# PyCrypto: ¿Cuántos datos aleatorios se consideran seguros?

I'm using the RSA implementation in PyCrypto. With regard to the encrypt(self, plaintext, K) method K is a parameter of random data. I want to know how much random data needs to be passed in order for the encryted data to be considered secure. For example in my implementation I am passing a strong prime number of 1024 bits via the Crypto.Util.number module like so:

``````enc_data = public_key.encrypt(data, number.getPrime(1024))
``````

Is this considered 'secure enough'?

Muchas Gracias

preguntado el 27 de agosto de 11 a las 17:08

@Tom Yes, I'm using Crypto.PublicKey.RSA. In the documentos it talks about using the Crypto.Util.number module to generate a prime number of a suitable length. My question is focusing on what is considered a "suitable" or "secure" length. -

I downloaded the package but now I can't find the source code for that class. I must be losing my mind. -

@Greg are you looking for the number class? it's in Lib\site-packages\Crypto\Util -

I don't see why you would need to pass a número primo here, if the goal is to have a random number - this would have less entropy than a normal random number of this size (and be harder to create). -

## 1 Respuestas

The RSA implementation no use the K parameter. You may ignore it; the RSA implemention does.

Looking at lines 59-60 of `pycrypto-2.3/lib/Crypto/PublicKey/RSA.py` ves lo siguiente:

``````def _encrypt(self, c, K):
return (self.key._encrypt(c),)
``````

Which proves that `K`, if supplied, is ignored.

Documentación oficial

Plus, the developers declare this explícitamente in the documentation.

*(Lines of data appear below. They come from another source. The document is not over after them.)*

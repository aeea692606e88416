//! Context shared by every view and service.

use std::sync::Arc;

use crate::api::{JulesApi, JulesClient};
use crate::config::Config;
use crate::notify::{Notifier, Toast};

/// Owns the configuration, the API implementation and the notification sink.
///
/// Views receive this explicitly instead of reaching for global state, which
/// also lets tests swap in [`crate::api::mock::MockJulesApi`] and
/// [`crate::notify::RecordingNotifier`].
#[derive(Clone)]
pub struct JulesCore {
    config: Config,
    api: Arc<dyn JulesApi>,
    notifier: Arc<dyn Notifier>,
}

impl JulesCore {
    /// Core backed by the HTTP client described by `config`.
    pub fn new(config: Config, notifier: Arc<dyn Notifier>) -> Self {
        let client = JulesClient::with_base_url(config.api_key.clone(), config.base_url.clone());
        Self::with_api(config, Arc::new(client), notifier)
    }

    pub fn with_api(config: Config, api: Arc<dyn JulesApi>, notifier: Arc<dyn Notifier>) -> Self {
        Self {
            config,
            api,
            notifier,
        }
    }

    pub fn config(&self) -> &Config {
        &self.config
    }

    pub fn api(&self) -> &dyn JulesApi {
        self.api.as_ref()
    }

    pub fn notify(&self, toast: Toast) {
        self.notifier.notify(toast);
    }
}
//! Integration tests for the `jules` binary

use std::fs;

use assert_cmd::Command;
use axum::http::StatusCode;
use predicates::prelude::*;
use tempfile::TempDir;

use super::common::fixtures::{API_KEY, GADGETS, WIDGETS};
use super::common::mock_server::MockServer;

/// Data directory whose config points the binary at `base_url`.
fn data_dir(api_key: Option<&str>, base_url: &str) -> TempDir {
    let dir = TempDir::new().expect("Failed to create temp dir");
    let mut config = format!("base_url = \"{}\"\n", base_url);
    if let Some(key) = api_key {
        config.push_str(&format!("api_key = \"{}\"\n", key));
    }
    fs::write(dir.path().join("config.toml"), config).expect("Failed to write config");
    dir
}

fn jules(dir: &TempDir) -> Command {
    let mut cmd = Command::cargo_bin("jules").expect("binary is built");
    cmd.env_remove("JULES_API_KEY")
        .env("NO_COLOR", "1")
        .arg("--data-dir")
        .arg(dir.path());
    cmd
}

/// Run the binary off the async runtime so the mock server keeps serving.
async fn run(mut cmd: Command) -> assert_cmd::assert::Assert {
    tokio::task::spawn_blocking(move || cmd.assert())
        .await
        .expect("command thread panicked")
}

#[test]
fn test_help_lists_subcommands() {
    Command::cargo_bin("jules")
        .unwrap()
        .arg("--help")
        .assert()
        .success()
        .stdout(predicate::str::contains("sessions"))
        .stdout(predicate::str::contains("activities"))
        .stdout(predicate::str::contains("send"));
}

#[test]
fn test_missing_api_key_fails() {
    let dir = data_dir(None, "http://127.0.0.1:9/v1alpha");
    jules(&dir)
        .arg("sources")
        .assert()
        .failure()
        .stderr(predicate::str::contains("No Jules API key configured"));
}

#[test]
fn test_logs_go_to_data_dir() {
    let dir = data_dir(None, "http://127.0.0.1:9/v1alpha");
    jules(&dir).arg("sources").assert().failure();
    assert!(dir.path().join("logs").join("jules.log").exists());
}

#[tokio::test(flavor = "multi_thread", worker_threads = 2)]
async fn test_sources_command() {
    let server = MockServer::start().await;
    let dir = data_dir(Some(API_KEY), &server.base_url());

    let mut cmd = jules(&dir);
    cmd.arg("sources");
    run(cmd)
        .await
        .success()
        .stdout(predicate::str::contains("* acme/widgets  sources/github/acme/widgets"))
        .stdout(predicate::str::contains("  acme/gadgets  sources/github/acme/gadgets"));
}

#[tokio::test(flavor = "multi_thread", worker_threads = 2)]
async fn test_api_key_flag_wins_over_config() {
    let server = MockServer::start().await;
    let dir = data_dir(Some("stale-key"), &server.base_url());

    let mut cmd = jules(&dir);
    cmd.args(["--api-key", API_KEY, "sessions"]);
    run(cmd).await.success();

    assert!(server
        .requests()
        .iter()
        .all(|request| request.api_key.as_deref() == Some(API_KEY)));
}

#[tokio::test(flavor = "multi_thread", worker_threads = 2)]
async fn test_sessions_filtered_by_source() {
    let server = MockServer::start().await;
    let dir = data_dir(Some(API_KEY), &server.base_url());

    let mut cmd = jules(&dir);
    cmd.args(["sessions", "--source", GADGETS]);
    run(cmd)
        .await
        .success()
        .stdout("[COMPLETED] Gadget cleanup  s2\n");
}

#[tokio::test(flavor = "multi_thread", worker_threads = 2)]
async fn test_sessions_json_output() {
    let server = MockServer::start().await;
    let dir = data_dir(Some(API_KEY), &server.base_url());

    let mut cmd = jules(&dir);
    cmd.args(["--json", "sessions"]);
    let output = run(cmd).await.success().get_output().stdout.clone();

    let sessions: serde_json::Value = serde_json::from_slice(&output).unwrap();
    let ids: Vec<_> = sessions
        .as_array()
        .unwrap()
        .iter()
        .map(|session| session["id"].as_str().unwrap().to_string())
        .collect();
    assert_eq!(ids, vec!["s1", "s3"]);
}

#[tokio::test(flavor = "multi_thread", worker_threads = 2)]
async fn test_activities_newest_first() {
    let server = MockServer::start().await;
    let dir = data_dir(Some(API_KEY), &server.base_url());

    let mut cmd = jules(&dir);
    cmd.args(["activities", "s1"]);
    let output = run(cmd).await.success().get_output().stdout.clone();
    let text = String::from_utf8(output).unwrap();

    assert!(text.starts_with("Chat: s1\n"));
    let plan = text.find("── Plan Generated").unwrap();
    let agent = text.find("── Jules").unwrap();
    let user = text.find("── You").unwrap();
    let progress = text.find("── Progress Update").unwrap();
    assert!(plan < agent && agent < user && user < progress);
}

#[tokio::test(flavor = "multi_thread", worker_threads = 2)]
async fn test_activities_copy() {
    let server = MockServer::start().await;
    let dir = data_dir(Some(API_KEY), &server.base_url());

    let mut cmd = jules(&dir);
    cmd.args(["activities", "s1", "--copy"]);
    run(cmd)
        .await
        .success()
        .stdout("1. Reproduce\n2. Fix\n");
}

#[tokio::test(flavor = "multi_thread", worker_threads = 2)]
async fn test_new_session_with_branch() {
    let server = MockServer::start().await;
    let dir = data_dir(Some(API_KEY), &server.base_url());

    let mut cmd = jules(&dir);
    cmd.args(["new", "--prompt", "Add CI", "--branch", "dev"]);
    run(cmd)
        .await
        .success()
        .stdout(predicate::str::contains("[QUEUED] Add CI"))
        .stderr(predicate::str::contains("Session created successfully"));

    let body = server.last_request().unwrap().json();
    assert_eq!(body["prompt"], "Add CI");
    assert_eq!(body["sourceContext"]["githubRepoContext"]["startingBranch"], "dev");
}

#[tokio::test(flavor = "multi_thread", worker_threads = 2)]
async fn test_new_session_with_empty_prompt_fails() {
    let server = MockServer::start().await;
    let dir = data_dir(Some(API_KEY), &server.base_url());

    let mut cmd = jules(&dir);
    cmd.args(["new", "--prompt", ""]);
    run(cmd)
        .await
        .failure()
        .stderr(predicate::str::contains("Failed to create session"));
}

#[tokio::test(flavor = "multi_thread", worker_threads = 2)]
async fn test_send_prints_summary_then_reply() {
    let server = MockServer::start().await;
    let dir = data_dir(Some(API_KEY), &server.base_url());

    let mut cmd = jules(&dir);
    cmd.args(["send", "s1", "Looks good"]);
    run(cmd)
        .await
        .success()
        .stdout(predicate::str::starts_with("Last Activity: Plan Generated\n"))
        .stdout(predicate::str::contains("**You:**\n\nLooks good"))
        .stderr(predicate::str::contains("Message sent"));
}

#[tokio::test(flavor = "multi_thread", worker_threads = 2)]
async fn test_send_when_feed_fetch_fails() {
    let server = MockServer::start().await;
    server.fail(
        "sessions/s1/activities",
        StatusCode::INTERNAL_SERVER_ERROR,
        "feed down",
    );
    let dir = data_dir(Some(API_KEY), &server.base_url());

    let mut cmd = jules(&dir);
    cmd.args(["send", "s1", "hello"]);
    run(cmd)
        .await
        .success()
        .stdout(predicate::str::contains("Last Activity").not())
        .stderr(predicate::str::contains(
            "Failed to fetch activities: Internal Server Error - feed down",
        ))
        .stderr(predicate::str::contains("Message sent"));

    let sent = server.requests_to("sessions/s1:sendMessage");
    assert_eq!(sent.len(), 1);
    assert_eq!(sent[0].json()["prompt"], "hello");
}

#[tokio::test(flavor = "multi_thread", worker_threads = 2)]
async fn test_new_session_when_source_details_fail() {
    let server = MockServer::start().await;
    server.fail(WIDGETS, StatusCode::SERVICE_UNAVAILABLE, "busy");
    let dir = data_dir(Some(API_KEY), &server.base_url());

    let mut cmd = jules(&dir);
    cmd.args(["new", "--prompt", "Add CI", "--branch", "dev"]);
    run(cmd)
        .await
        .success()
        .stderr(predicate::str::contains("Failed to fetch source details"))
        .stderr(predicate::str::contains("Session created successfully"));

    let body = server.requests_to("sessions").pop().unwrap().json();
    assert_eq!(body["sourceContext"]["source"], WIDGETS);
    assert_eq!(body["sourceContext"]["githubRepoContext"]["startingBranch"], "dev");
}

#[tokio::test(flavor = "multi_thread", worker_threads = 2)]
async fn test_new_session_with_source_skips_first_source_details() {
    let server = MockServer::start().await;
    server.fail(WIDGETS, StatusCode::SERVICE_UNAVAILABLE, "busy");
    let dir = data_dir(Some(API_KEY), &server.base_url());

    let mut cmd = jules(&dir);
    cmd.args(["new", "--prompt", "Tidy up", "--source", GADGETS]);
    run(cmd).await.success();

    assert!(server.requests_to(WIDGETS).is_empty());
    let body = server.requests_to("sessions").pop().unwrap().json();
    assert_eq!(body["sourceContext"]["source"], GADGETS);
    assert_eq!(body["sourceContext"]["githubRepoContext"]["startingBranch"], "trunk");
}

#[tokio::test(flavor = "multi_thread", worker_threads = 2)]
async fn test_piped_notifications_are_plain() {
    let server = MockServer::start().await;
    let dir = data_dir(Some(API_KEY), &server.base_url());

    let mut cmd = jules(&dir);
    cmd.env_remove("NO_COLOR").args(["new", "--prompt", ""]);
    run(cmd)
        .await
        .failure()
        .stderr(predicate::str::contains("Failed to create session: Bad Request"))
        .stderr(predicate::str::contains("\x1b[").not());
}
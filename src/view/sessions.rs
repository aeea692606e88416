//! Session list with its source picker.

use parking_lot::Mutex;

use crate::api::ApiError;
use crate::core::services::{SessionService, SourceRegistry, SourceService};
use crate::core::JulesCore;
use crate::model::{Session, Source};
use crate::view::activities::ActivitiesView;
use crate::view::request_slot::RequestSlot;

#[derive(Default)]
struct SessionsState {
    registry: SourceRegistry,
    sessions: Vec<Session>,
}

/// State behind the session list screen.
pub struct SessionsView {
    core: JulesCore,
    state: Mutex<SessionsState>,
    source_requests: RequestSlot,
    session_requests: RequestSlot,
}

impl SessionsView {
    pub fn new(core: JulesCore) -> Self {
        Self {
            core,
            state: Mutex::new(SessionsState::default()),
            source_requests: RequestSlot::new(),
            session_requests: RequestSlot::new(),
        }
    }

    /// Fetch sources and sessions concurrently.
    ///
    /// Both fetches always run; the first failure is returned.
    pub async fn load(&self) -> Result<(), ApiError> {
        let (sources, sessions) = tokio::join!(self.refresh_sources(), self.refresh_sessions());
        sources.and(sessions)
    }

    pub async fn refresh_sources(&self) -> Result<(), ApiError> {
        let ticket = self.source_requests.begin();
        let sources = SourceService::list_sources(&self.core).await?;
        if self.source_requests.is_current(ticket) {
            self.state.lock().registry.set_sources(sources);
        }
        Ok(())
    }

    pub async fn refresh_sessions(&self) -> Result<(), ApiError> {
        let ticket = self.session_requests.begin();
        let sessions = SessionService::list_sessions(&self.core).await?;
        if self.session_requests.is_current(ticket) {
            self.state.lock().sessions = sessions;
        } else {
            tracing::debug!("Dropping sessions from a superseded request");
        }
        Ok(())
    }

    pub fn sources(&self) -> Vec<Source> {
        self.state.lock().registry.sources().to_vec()
    }

    pub fn selected_source(&self) -> Option<String> {
        self.state.lock().registry.selected().map(str::to_string)
    }

    /// Switch the source filter. Returns `false` for unknown sources.
    pub fn select_source(&self, name: &str) -> bool {
        self.state.lock().registry.select(name)
    }

    /// Every fetched session, in server order.
    pub fn sessions(&self) -> Vec<Session> {
        self.state.lock().sessions.clone()
    }

    /// Sessions of the selected source, in server order.
    pub fn filtered_sessions(&self) -> Vec<Session> {
        let state = self.state.lock();
        SessionService::filter_by_source(&state.sessions, state.registry.selected())
    }

    /// Activity feed view for one of the listed sessions.
    pub fn open_session(&self, session: Session) -> ActivitiesView {
        ActivitiesView::new(self.core.clone(), session)
    }
}
//! Activity presentation
//!
//! Maps each activity payload to the label, markdown body and clipboard text
//! shown in the feed.

use crate::model::{Activity, ActivityKind, PlanStep};

/// Rendered form of one activity.
#[derive(Debug, Clone, PartialEq, Eq)]
pub struct ActivityDetails {
    pub label: &'static str,
    pub markdown: String,
    pub copy_text: String,
}

/// Label, markdown and copy text for an activity. Total over all payloads.
pub fn activity_details(activity: &Activity) -> ActivityDetails {
    match &activity.kind {
        ActivityKind::UserMessaged { message } => ActivityDetails {
            label: "You",
            markdown: format!("**You:**\n\n{}", message),
            copy_text: message.clone(),
        },
        ActivityKind::AgentMessaged { message } => ActivityDetails {
            label: "Jules",
            markdown: format!("**Jules:**\n\n{}", message),
            copy_text: message.clone(),
        },
        ActivityKind::PlanGenerated { steps } => {
            let plan = numbered_steps(steps);
            ActivityDetails {
                label: "Plan Generated",
                markdown: format!("**Plan Generated:**\n\n{}", plan),
                copy_text: plan,
            }
        }
        ActivityKind::ProgressUpdated { title, description } => ActivityDetails {
            label: "Progress Update",
            markdown: format!("**Progress Update:**\n\n**{}**\n{}", title, description),
            copy_text: format!("{}\n{}", title, description),
        },
        ActivityKind::SessionCompleted => ActivityDetails {
            label: "Session Completed",
            markdown: "**Session Completed**".to_string(),
            copy_text: "Session Completed".to_string(),
        },
        ActivityKind::SessionFailed { reason } => ActivityDetails {
            label: "Session Failed",
            markdown: format!("**Session Failed:**\n\n{}", reason),
            copy_text: reason.clone(),
        },
        ActivityKind::Unknown => ActivityDetails {
            label: "Unknown Activity",
            markdown: String::new(),
            copy_text: String::new(),
        },
    }
}

/// `1. first\n2. second`, 1-indexed.
pub fn numbered_steps(steps: &[PlanStep]) -> String {
    steps
        .iter()
        .enumerate()
        .map(|(index, step)| format!("{}. {}", index + 1, step.title))
        .collect::<Vec<_>>()
        .join("\n")
}

/// One-line summary shown above the message prompt.
pub fn last_activity_summary(activity: &Activity) -> Option<String> {
    match &activity.kind {
        ActivityKind::UserMessaged { message } => Some(format!("You: {}", message)),
        ActivityKind::AgentMessaged { message } => Some(format!("Jules: {}", message)),
        ActivityKind::PlanGenerated { .. } => Some("Plan Generated".to_string()),
        ActivityKind::ProgressUpdated { title, .. } => Some(format!("Progress Update: {}", title)),
        ActivityKind::SessionCompleted => Some("Session Completed".to_string()),
        ActivityKind::SessionFailed { reason } => Some(format!("Session Failed: {}", reason)),
        ActivityKind::Unknown => None,
    }
}
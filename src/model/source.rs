use serde::{Deserialize, Serialize};

/// A branch of a linked GitHub repository.
#[derive(Debug, Clone, PartialEq, Eq, Serialize, Deserialize)]
#[serde(rename_all = "camelCase")]
pub struct GitHubBranch {
    pub display_name: String,
}

#[derive(Debug, Clone, Default, PartialEq, Eq, Serialize, Deserialize)]
#[serde(rename_all = "camelCase")]
pub struct GitHubRepo {
    #[serde(default, deserialize_with = "crate::model::null_as_default")]
    pub owner: String,
    #[serde(default, deserialize_with = "crate::model::null_as_default")]
    pub repo: String,
    #[serde(default, skip_serializing_if = "Option::is_none")]
    pub default_branch: Option<GitHubBranch>,
    /// Only populated when the source is fetched individually.
    #[serde(
        default,
        deserialize_with = "crate::model::null_as_default",
        skip_serializing_if = "Vec::is_empty"
    )]
    pub branches: Vec<GitHubBranch>,
}

/// A repository integration that sessions can be started against.
///
/// `name` is the opaque resource id (e.g. `sources/github/owner/repo`) and is
/// what sessions reference in their source context.
#[derive(Debug, Clone, PartialEq, Eq, Serialize, Deserialize)]
#[serde(rename_all = "camelCase")]
pub struct Source {
    pub name: String,
    #[serde(default, deserialize_with = "crate::model::null_as_default")]
    pub id: String,
    #[serde(default, deserialize_with = "crate::model::null_as_default")]
    pub github_repo: GitHubRepo,
}

impl Source {
    /// `owner/repo`, as shown in source pickers.
    pub fn display_title(&self) -> String {
        format!("{}/{}", self.github_repo.owner, self.github_repo.repo)
    }

    /// Branch names in server order.
    pub fn branch_names(&self) -> Vec<&str> {
        self.github_repo
            .branches
            .iter()
            .map(|branch| branch.display_name.as_str())
            .collect()
    }

    pub fn default_branch(&self) -> Option<&str> {
        self.github_repo
            .default_branch
            .as_ref()
            .map(|branch| branch.display_name.as_str())
    }
}
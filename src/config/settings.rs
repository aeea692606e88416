use std::fs;
use std::path::{Path, PathBuf};

use serde::Deserialize;

use crate::api::API_BASE_URL;
use crate::util::paths::config_path;

/// Environment variable holding the API key.
pub const API_KEY_ENV: &str = "JULES_API_KEY";

#[derive(Debug, thiserror::Error)]
pub enum ConfigError {
    #[error(
        "No Jules API key configured. Pass --api-key, set JULES_API_KEY, or add api_key to {}",
        path.display()
    )]
    MissingApiKey { path: PathBuf },

    #[error("Failed to read config file {}: {source}", path.display())]
    Read {
        path: PathBuf,
        #[source]
        source: std::io::Error,
    },

    #[error("Failed to parse config file {}: {source}", path.display())]
    Parse {
        path: PathBuf,
        #[source]
        source: toml::de::Error,
    },
}

/// Application configuration
#[derive(Clone)]
pub struct Config {
    /// Secret sent in the API key header on every request
    pub api_key: String,
    /// API endpoint; only overridden to point at a test server
    pub base_url: String,
}

impl std::fmt::Debug for Config {
    fn fmt(&self, f: &mut std::fmt::Formatter<'_>) -> std::fmt::Result {
        f.debug_struct("Config")
            .field("api_key", &"<redacted>")
            .field("base_url", &self.base_url)
            .finish()
    }
}

/// TOML representation of the config file
#[derive(Debug, Clone, Default, Deserialize)]
pub struct TomlConfig {
    pub api_key: Option<String>,
    pub base_url: Option<String>,
}

impl Config {
    pub fn new(api_key: impl Into<String>) -> Self {
        Self {
            api_key: api_key.into(),
            base_url: API_BASE_URL.to_string(),
        }
    }

    pub fn with_base_url(mut self, base_url: impl Into<String>) -> Self {
        self.base_url = base_url.into();
        self
    }

    /// Load configuration from ~/.jules/config.toml and the environment.
    ///
    /// API key precedence: `api_key_flag`, then `JULES_API_KEY`, then the file.
    pub fn load(api_key_flag: Option<String>) -> Result<Self, ConfigError> {
        let env_key = std::env::var(API_KEY_ENV).ok();
        Self::load_from(&config_path(), api_key_flag, env_key)
    }

    pub fn load_from(
        path: &Path,
        api_key_flag: Option<String>,
        env_key: Option<String>,
    ) -> Result<Self, ConfigError> {
        let toml_config = Self::read_file(path)?;

        let api_key = [api_key_flag, env_key, toml_config.api_key]
            .into_iter()
            .flatten()
            .map(|key| key.trim().to_string())
            .find(|key| !key.is_empty())
            .ok_or_else(|| ConfigError::MissingApiKey {
                path: path.to_path_buf(),
            })?;

        let mut config = Config::new(api_key);
        if let Some(base_url) = toml_config.base_url.filter(|url| !url.trim().is_empty()) {
            tracing::debug!(base_url = %base_url, "Using base URL from config file");
            config.base_url = base_url;
        }
        Ok(config)
    }

    fn read_file(path: &Path) -> Result<TomlConfig, ConfigError> {
        if !path.exists() {
            return Ok(TomlConfig::default());
        }
        let contents = fs::read_to_string(path).map_err(|source| ConfigError::Read {
            path: path.to_path_buf(),
            source,
        })?;
        toml::from_str(&contents).map_err(|source| ConfigError::Parse {
            path: path.to_path_buf(),
            source,
        })
    }
}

In fact, if you create a public key `public_key` y escribes

``````help(public_key.encrypt)
``````

you will obtain their documentation, which explicitly says:

``````encrypt(self, plaintext, K) method of Crypto.PublicKey.RSA._RSAobj instance
Encrypt a piece of data with RSA.

...
...

:Parameter K: A random parameter (*for compatibility only. This
value will be ignored*)
:Type K: byte string or long
``````

Respondido 28 Abr '18, 15:04

Do you have a reference for that please? - Imran Azad

No es la respuesta que estás buscando? Examinar otras preguntas etiquetadas or haz tu propia pregunta.